Stored records:
---
use ferry_client::{Row, Value};
use rand::rngs::StdRng;
use rand::{Rng, SeedableRng};

const ITEMS: &[&str] = &["tea", "coffee", "milk", "sugar", "bread", "butter"];
const SOURCES: &[&str] = &["web", "mobile", "batch"];

/// Reproducible row streams for the fixture tables.
pub struct Workload {
    rng: StdRng,
}

impl Workload {
    /// Creates a generator with a fixed seed.
    pub fn new(seed: u64) -> Self {
        Self {
            rng: StdRng::seed_from_u64(seed),
        }
    }

    /// `orders` rows with ids `first..first + count`, in id order.
    pub fn orders(&mut self, first: i64, count: usize) -> Vec<Row> {
        (first..)
            .take(count)
            .map(|id| {
                let item = ITEMS[self.rng.gen_range(0..ITEMS.len())];
                let qty: i64 = self.rng.gen_range(1..=20);
                Row::new(vec![Value::Int(id), Value::from(item), Value::Int(qty)])
            })
            .collect()
    }

    /// `events` rows; the table has no key, so repeats are allowed.
    pub fn events(&mut self, count: usize) -> Vec<Row> {
        (0..count)
            .map(|_| {
                let source = SOURCES[self.rng.gen_range(0..SOURCES.len())];
                let n: u32 = self.rng.gen();
                Row::new(vec![
                    Value::from(source),
                    Value::Json(format!("{{\"n\":{n}}}")),
                ])
            })
            .collect()
    }
}
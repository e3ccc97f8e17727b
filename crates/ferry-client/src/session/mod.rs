//! The storage-client contract.
//!
//! Ferry never talks to the storage engine directly. Everything it needs is
//! expressed by the traits in this module, and a storage client plugs in by
//! implementing them:
//!
//! ```text
//! ┌──────────────────┐  create_session   ┌───────────────────────────────┐
//! │  SessionFactory  │ ────────────────▶ │            Session            │
//! └──────────────────┘                   │  table_info / current_ts      │
//!                                        │  row_id_allocator             │
//!                                        │  row_encoder ─▶ RowEncoder    │
//!                                        │  write_helper ─▶ WriteHelper  │
//!                                        │  open_cursor ─▶ RecordCursor  │
//!                                        └───────────────────────────────┘
//! ```
//!
//! All calls are blocking: the calling thread waits for the round trip.
//! Timeouts and cancellation are the storage client's business.

use bytes::Bytes;
use ferry_common::{RowId, SnapshotTimestamp, TableRef};

use crate::allocator::RowIdAllocator;
use crate::config::ClientConfig;
use crate::error::ClientResult;
use crate::scan::{KeyRange, Split};
use crate::table::{ColumnInfo, TableInfo};
use crate::value::{Row, Value};

/// An encoded key-value pair ready to be written.
#[derive(Debug, Clone, PartialEq, Eq)]
pub struct KvPair {
    /// Encoded row key.
    pub key: Bytes,
    /// Encoded row value.
    pub value: Bytes,
}

impl KvPair {
    /// Creates a pair.
    pub fn new(key: impl Into<Bytes>, value: impl Into<Bytes>) -> Self {
        Self {
            key: key.into(),
            value: value.into(),
        }
    }
}

/// Creates sessions against the storage engine.
pub trait SessionFactory: Send + Sync {
    /// Establishes a new session.
    fn create_session(&self, config: &ClientConfig) -> ClientResult<Box<dyn Session>>;
}

/// A session against the storage engine.
pub trait Session: Send {
    /// Resolves table metadata. Fails with `TableNotFound` if absent.
    fn table_info(&self, table: &TableRef) -> ClientResult<TableInfo>;

    /// Obtains a fresh timestamp from the engine's timestamp oracle.
    fn current_timestamp(&self) -> ClientResult<SnapshotTimestamp>;

    /// Reserves one block of `step` row ids and returns its first id.
    fn allocate_row_id_block(&self, table: &TableInfo, step: u64) -> ClientResult<RowId>;

    /// Marks every id below `end` as taken, so no later block starts below it.
    fn reserve_row_ids(&self, table: &TableInfo, end: RowId) -> ClientResult<()>;

    /// Creates a row-id allocator whose first block is `[start, start + step)`.
    ///
    /// The first block is reserved with the engine. Later blocks are
    /// requested from the engine as each one runs out.
    fn row_id_allocator(
        &self,
        table: &TableInfo,
        step: u64,
        start: RowId,
    ) -> ClientResult<Box<dyn RowIdAllocator>>;

    /// Creates an encoder turning rows of `table` into key-value pairs.
    fn row_encoder(&self, table: &TableInfo) -> ClientResult<Box<dyn RowEncoder>>;

    /// Creates a write helper for a transaction started at `start_ts`.
    ///
    /// With a `primary_key` the helper joins a global transaction whose
    /// primary was prewritten by a coordinator.
    fn write_helper(
        &self,
        start_ts: SnapshotTimestamp,
        primary_key: Option<Bytes>,
    ) -> ClientResult<Box<dyn WriteHelper>>;

    /// Prewrites the primary lock of a global transaction.
    fn prewrite_primary(&self, primary_key: &Bytes, start_ts: SnapshotTimestamp)
        -> ClientResult<()>;

    /// Commits a global transaction by committing its primary key.
    ///
    /// Every secondary prewritten under the primary becomes visible at
    /// `commit_ts`.
    fn commit_primary(
        &self,
        primary_key: &Bytes,
        start_ts: SnapshotTimestamp,
        commit_ts: SnapshotTimestamp,
    ) -> ClientResult<()>;

    /// Rolls back a global transaction, discarding its secondaries.
    fn rollback_primary(&self, primary_key: &Bytes, start_ts: SnapshotTimestamp)
        -> ClientResult<()>;

    /// Divides a table's key space into at most `count` ranges.
    fn key_ranges(&self, table: &TableInfo, count: usize) -> ClientResult<Vec<KeyRange>>;

    /// Opens a cursor over a split, observing the snapshot at `timestamp`.
    fn open_cursor(
        &self,
        split: &Split,
        columns: &[ColumnInfo],
        timestamp: SnapshotTimestamp,
    ) -> ClientResult<Box<dyn RecordCursor>>;

    /// Closes the session.
    fn close(&mut self) -> ClientResult<()>;
}

/// Encodes rows into the engine's key-value format.
pub trait RowEncoder: Send {
    /// Encodes rows, drawing a row id for every row that needs one.
    ///
    /// Ids drawn here are consumed even if the pairs are never written.
    fn encode(
        &mut self,
        rows: &[Row],
        allocator: &mut dyn RowIdAllocator,
    ) -> ClientResult<Vec<KvPair>>;

    /// Releases encoder resources.
    fn close(&mut self) -> ClientResult<()>;
}

/// Writes encoded pairs within one transaction.
pub trait WriteHelper: Send {
    /// Writes and commits the pairs in one round trip. Returns the commit
    /// timestamp.
    fn commit(&mut self, pairs: Vec<KvPair>) -> ClientResult<SnapshotTimestamp>;

    /// Prewrites the pairs as secondaries of the global transaction's
    /// primary key. They stay invisible until the primary commits.
    fn prewrite_secondaries(&mut self, pairs: Vec<KvPair>) -> ClientResult<()>;

    /// Releases helper resources.
    fn close(&mut self) -> ClientResult<()>;
}

/// A pull-based cursor over a snapshot of a split.
pub trait RecordCursor: Send {
    /// Moves to the next row. Returns false once exhausted.
    fn advance(&mut self) -> ClientResult<bool>;

    /// Number of fields in the current row.
    fn field_count(&self) -> usize;

    /// Value of field `index` in the current row.
    fn value(&self, index: usize) -> Option<&Value>;

    /// Releases the server-side cursor.
    fn close(&mut self) -> ClientResult<()>;
}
---
Your objective:
Copy out each line carrying the string "Send" from the data.

Result for this exercise:
pub trait SessionFactory: Send + Sync {
pub trait Session: Send {
pub trait RowEncoder: Send {
pub trait WriteHelper: Send {
pub trait RecordCursor: Send {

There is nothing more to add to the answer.